_REQUIREMENT_
For the data below, give again exactly the lines from the one containing "fakes in tests" through the one containing "pub struct Collaborators", both ends included, and no others.

_THE DATA_
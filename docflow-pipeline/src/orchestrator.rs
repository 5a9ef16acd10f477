//! ABOUTME: Orchestrator (C13): wires the six stages into the fixed retry-to-ingestion graph

use crate::stages::{classification, ingestion, persistence, validation, vectorization};
use crate::store::{DocumentStore, QuestionStore};
use docflow_converter::DocumentConverter;
use docflow_core::{JobId, JobStage, PipelineState, PromptTemplateRegistry};
use docflow_embeddings::EmbeddingProvider;
use docflow_llm::LlmProvider;
use docflow_objectstore::ObjectStore;
use docflow_registry::JobRegistry;
use std::sync::Arc;

/// Collaborator handles the orchestrator needs for one run. Each is a
/// `dyn` trait object so the same orchestrator runs against fakes in tests
/// and real network/database-backed implementations in production — §5's
/// "LLM and embedding clients may be shared across jobs" is satisfied by
/// `Arc` sharing these across concurrent workers.
#[derive(Clone)]
pub struct Collaborators {
    pub converter: Arc<dyn DocumentConverter>,
    pub object_store: Arc<dyn ObjectStore>,
    pub llm: Arc<dyn LlmProvider>,
    pub embedder: Arc<dyn EmbeddingProvider>,
    pub document_store: Arc<dyn DocumentStore>,
    pub question_store: Arc<dyn QuestionStore>,
    pub registry: Arc<JobRegistry>,
    pub templates: Arc<PromptTemplateRegistry>,
    pub max_validation_attempts: u32,
}

/// Runs the full pipeline for one job to completion. Per §4.13, the
/// orchestrator invokes the Job Registry status update after every stage
/// transition, and the retry edge from Validation loops back to
/// Ingestion, never to Parsing.
///
/// Returns nothing — the Job Registry record is the durable outcome; a
/// caller that wants a synchronous result should poll the registry, not
/// this function's return value, matching the "fire-and-forget worker"
/// scheduling model of §4.13/§5.
#[tracing::instrument(skip(collaborators), fields(job_id = %job_id, %user_id))]
pub async fn run_job(
    job_id: JobId,
    user_id: &str,
    source_ref: &str,
    filename: Option<String>,
    collaborators: &Collaborators,
) {
    let mut state = PipelineState::new(job_id, user_id, source_ref);
    state.filename = filename;

    loop {
        collaborators
            .registry
            .update_status(job_id, JobStage::Ingesting, None)
            .await;

        if let Err(err) = ingestion::run(&mut state, &collaborators.converter).await {
            // `produced_no_content()` is always true here (conversion never
            // reached `Ok`), so the message leads with that and folds in the
            // error itself — a `CircuitOpen` err carries its retry-after
            // hint, an `UnknownKind` err names the bad reference (§8
            // scenarios 5 and 6 both read the durable `error_message`).
            collaborators
                .registry
                .fail(
                    job_id,
                    format!("No content extracted: {err}"),
                    state.metadata.clone(),
                )
                .await;
            return;
        }

        collaborators
            .registry
            .update_status(job_id, JobStage::Parsing, None)
            .await;

        collaborators
            .registry
            .update_status(job_id, JobStage::Validating, None)
            .await;
        validation::run(
            &mut state,
            &collaborators.llm,
            &collaborators.templates,
            collaborators.max_validation_attempts,
        )
        .await;

        if state.validation_passed {
            break;
        }
    }

    if state.produced_no_content() {
        collaborators
            .registry
            .fail(job_id, "No content extracted", state.metadata.clone())
            .await;
        return;
    }

    collaborators
        .registry
        .update_status(job_id, JobStage::Persisting, None)
        .await;
    if let Err(err) = persistence::run(
        &mut state,
        &collaborators.object_store,
        &collaborators.llm,
        &collaborators.templates,
        &collaborators.document_store,
        &collaborators.question_store,
    )
    .await
    {
        collaborators
            .registry
            .fail(job_id, err.to_string(), state.metadata.clone())
            .await;
        return;
    }

    collaborators
        .registry
        .update_status(job_id, JobStage::Classifying, None)
        .await;
    classification::run(
        &mut state,
        &collaborators.llm,
        &collaborators.templates,
        &collaborators.question_store,
    )
    .await;

    collaborators
        .registry
        .update_status(job_id, JobStage::Vectorizing, None)
        .await;
    vectorization::run(&mut state, &collaborators.embedder, &collaborators.question_store).await;

    let question_count = u32::try_from(state.question_ids.len()).unwrap_or(u32::MAX);
    collaborators
        .registry
        .complete(job_id, state.document_id, question_count, state.metadata.clone())
        .await;
}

_RESULT OF THE TASK_
/// `dyn` trait object so the same orchestrator runs against fakes in tests
/// and real network/database-backed implementations in production — §5's
/// "LLM and embedding clients may be shared across jobs" is satisfied by
/// `Arc` sharing these across concurrent workers.
#[derive(Clone)]
pub struct Collaborators {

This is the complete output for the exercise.